ChengXiang Zhai, Sean Massung, Text Data Management and Analysis: A Practical Introduction to Information Retrieval and Text Mining, ACM and Morgan & Claypool Publishers, 2016. (click here to read the book online)
Students should come with good programming skills. CS225 or CS400 or an equivalent course is required. Knowledge of basic probability and statistics is a plus. If you are not sure whether you have the right background, please contact the instructor.
The course is lecture-based, but all the lectures are delivered via online videos. The lecture videos are available through two MOOCs on Coursera: 1) Text Retrieval and Search Engines:https://www.coursera.org/learn/text-retrieval 2) Text Mining and Analytics: https://www.coursera.org/learn/text-mining. For convenience, the lecture videos are also all available via Compass.

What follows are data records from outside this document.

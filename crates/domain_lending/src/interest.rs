//! Interest calculations
//!
//! Two interest methods are supported, selected per loan product:
//!
//! - **Flat**: interest is computed once on the original principal for the
//!   full term, independent of the declining balance.
//! - **Reducing balance (EMI)**: interest accrues each period on the
//!   remaining balance; the installment is constant and the
//!   principal/interest split varies period to period.

use rust_decimal::Decimal;
use serde::{Deserialize, Serialize};

use core_kernel::{calc, Money};

use crate::error::LendingError;
use crate::frequency::RepaymentFrequency;

/// Interest method for a loan product
#[derive(Debug, Clone, Copy, PartialEq, Eq, Serialize, Deserialize)]
#[serde(rename_all = "snake_case")]
pub enum InterestMethod {
    Flat,
    ReducingBalance,
}

/// Result of a flat-rate interest calculation
#[derive(Debug, Clone, Serialize, Deserialize)]
pub struct FlatInterestTerms {
    pub principal: Money,
    pub monthly_rate: Decimal,
    pub months: u32,
    /// Number of installments derived from the repayment frequency
    pub num_installments: u32,
    pub total_interest: Money,
    pub total_repayment: Money,
    /// Per-installment amount, rounded up so installments cover the total
    pub installment: Money,
}

/// Result of a reducing-balance (EMI) interest calculation
#[derive(Debug, Clone, Serialize, Deserialize)]
pub struct ReducingBalanceTerms {
    pub principal: Money,
    pub monthly_rate: Decimal,
    pub months: u32,
    pub emi: Money,
    pub total_repayment: Money,
    pub total_interest: Money,
}

fn check_inputs(principal: Money, monthly_rate: Decimal, months: u32) -> Result<(), LendingError> {
    if months == 0 {
        return Err(LendingError::InvalidTerm { months });
    }
    if monthly_rate < Decimal::ZERO {
        return Err(LendingError::NegativeRate { rate: monthly_rate });
    }
    if principal.is_negative() {
        return Err(LendingError::InvalidPrincipal {
            principal: principal.amount(),
        });
    }
    Ok(())
}

/// Calculates flat-rate interest for a loan
///
/// `total_interest = round(principal × monthly_rate × months)`. The
/// per-installment amount is rounded **up** so the sum of installments is
/// guaranteed to cover the total repayment; the positive residue is absorbed
/// by the final repayment's outstanding-balance reduction, which the ledger
/// tracks separately.
///
/// # Errors
///
/// Fails fast on a zero-month term or a negative rate.
pub fn calculate_flat_interest(
    principal: Money,
    monthly_rate: Decimal,
    months: u32,
    frequency: RepaymentFrequency,
) -> Result<FlatInterestTerms, LendingError> {
    check_inputs(principal, monthly_rate, months)?;

    let currency = principal.currency();
    let total_interest = Money::new(
        principal.amount() * monthly_rate * Decimal::from(months),
        currency,
    );
    let total_repayment = principal.checked_add(&total_interest)?;

    let num_installments = frequency.installments(months);
    let installment = Money::new(
        calc::round_money_up(total_repayment.amount() / Decimal::from(num_installments)),
        currency,
    );

    Ok(FlatInterestTerms {
        principal,
        monthly_rate,
        months,
        num_installments,
        total_interest,
        total_repayment,
        installment,
    })
}

/// Calculates the Equal Monthly Installment for a reducing-balance loan
///
/// `EMI = round(P × r × (1+r)^n / ((1+r)^n − 1))` when `r > 0`. A zero rate
/// degenerates to an even split of the principal over the term.
///
/// # Errors
///
/// Fails fast on a zero-month term or a negative rate.
pub fn calculate_emi(
    principal: Money,
    monthly_rate: Decimal,
    months: u32,
) -> Result<Money, LendingError> {
    check_inputs(principal, monthly_rate, months)?;

    if monthly_rate.is_zero() {
        return Ok(principal.safe_divide(
            Decimal::from(months),
            Money::zero(principal.currency()),
        ));
    }

    let factor = compound_factor(monthly_rate, months);
    let emi = principal.amount() * monthly_rate * factor / (factor - Decimal::ONE);

    Ok(Money::new(emi, principal.currency()))
}

/// Calculates reducing-balance interest totals for a loan
///
/// Total repayment is `EMI × months`; total interest is the excess over the
/// principal. The per-period split lives in the amortization schedule.
pub fn calculate_reducing_balance_interest(
    principal: Money,
    monthly_rate: Decimal,
    months: u32,
) -> Result<ReducingBalanceTerms, LendingError> {
    let emi = calculate_emi(principal, monthly_rate, months)?;
    let total_repayment = emi.multiply(Decimal::from(months));
    let total_interest = total_repayment.checked_sub(&principal)?;

    Ok(ReducingBalanceTerms {
        principal,
        monthly_rate,
        months,
        emi,
        total_repayment,
        total_interest,
    })
}

/// Computes `(1 + rate)^periods` by repeated multiplication
///
/// Tenors are bounded (a 30-year monthly loan is 360 periods), so the naive
/// product keeps full decimal precision without overflow.
fn compound_factor(rate: Decimal, periods: u32) -> Decimal {
    let base = Decimal::ONE + rate;
    (0..periods).fold(Decimal::ONE, |acc, _| acc * base)
}

#[cfg(test)]
mod tests {
    use super::*;
    use rust_decimal_macros::dec;

    #[test]
    fn test_flat_interest_reference_case() {
        // 10,000 at 3.5%/month for 6 months
        let terms = calculate_flat_interest(
            Money::naira(dec!(10000)),
            dec!(0.035),
            6,
            RepaymentFrequency::Monthly,
        )
        .unwrap();

        assert_eq!(terms.total_interest.amount(), dec!(2100.00));
        assert_eq!(terms.total_repayment.amount(), dec!(12100.00));
        assert_eq!(terms.installment.amount(), dec!(2016.67));
        assert_eq!(terms.num_installments, 6);
    }

    #[test]
    fn test_flat_installments_cover_total() {
        let terms = calculate_flat_interest(
            Money::naira(dec!(10000)),
            dec!(0.035),
            6,
            RepaymentFrequency::Weekly,
        )
        .unwrap();

        assert_eq!(terms.num_installments, 24);
        let covered = terms.installment.amount() * Decimal::from(terms.num_installments);
        assert!(covered >= terms.total_repayment.amount());
    }

    #[test]
    fn test_emi_formula() {
        // 120,000 at 3%/month over 12 months
        let emi = calculate_emi(Money::naira(dec!(120000)), dec!(0.03), 12).unwrap();
        assert_eq!(emi.amount(), dec!(12055.45));
    }

    #[test]
    fn test_emi_zero_rate_divides_evenly() {
        let emi = calculate_emi(Money::naira(dec!(12000)), dec!(0), 12).unwrap();
        assert_eq!(emi.amount(), dec!(1000.00));
    }

    #[test]
    fn test_reducing_balance_totals() {
        let terms =
            calculate_reducing_balance_interest(Money::naira(dec!(120000)), dec!(0.03), 12)
                .unwrap();

        assert_eq!(terms.emi.amount(), dec!(12055.45));
        assert_eq!(terms.total_repayment.amount(), dec!(144665.40));
        assert_eq!(terms.total_interest.amount(), dec!(24665.40));
    }

    #[test]
    fn test_zero_months_fails_fast() {
        let result = calculate_emi(Money::naira(dec!(1000)), dec!(0.03), 0);
        assert!(matches!(result, Err(LendingError::InvalidTerm { months: 0 })));
    }

    #[test]
    fn test_negative_rate_fails_fast() {
        let result = calculate_flat_interest(
            Money::naira(dec!(1000)),
            dec!(-0.01),
            6,
            RepaymentFrequency::Monthly,
        );
        assert!(matches!(result, Err(LendingError::NegativeRate { .. })));
    }
}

The class will meet only once in each week with the other class meeting slot being used by the students to watch videos. Specifically, in each week, the students would watch lecture videos in the middle of the week and submit a brief summary as well as questions or topics that they want to discuss at the first class meeting in the subsequent week, when the instructor will answer the questions that haven't been answered on Piazza, review any difficult topics suggested by the students, or help students in other ways such as helping completing assignments or projects. Every week, at the first class meeting, there will be a short quiz to test the materials watched by the students nearly two weeks before (e.g., the quiz given in Week X would cover content watched by students in week X-2). Once the material in a week is covered, it will not be covered again later in any quiz. There will be no exam.
The quizzes ensure that the students have a good mastery of all the essential concepts, principles, and algorithms. There are individual assignments (possibly also group assignments as appropriate), which often involve using a software toolkit to implement an algorithm and/or experiment with real text data. The assignments ensure that the students acquire practical skills of using existing toolkits to do experiments and build application tools. There will also be a course project which the students can work in a team. The project is to ensure that the students have an opportunity to synthesize multiple pieces of knowledge learned from the course and apply the learned knowledge and skills to solve an interesting real-world problem. Students taking the course for 4 credit hours also need to finish a literature review.
A+: [95,100] A: [90,94] A-: [85, 89] B+: [80, 84] B: [75, 79] B-: [70,74] C: [60, 69] D: [55,59] F: <55Students are strongly encouraged to help each other through actively answering questions for each other on Piazza. The most active contributors on Piazza will receive up to 5 points extra credit, which would help move your grade up by one bracket.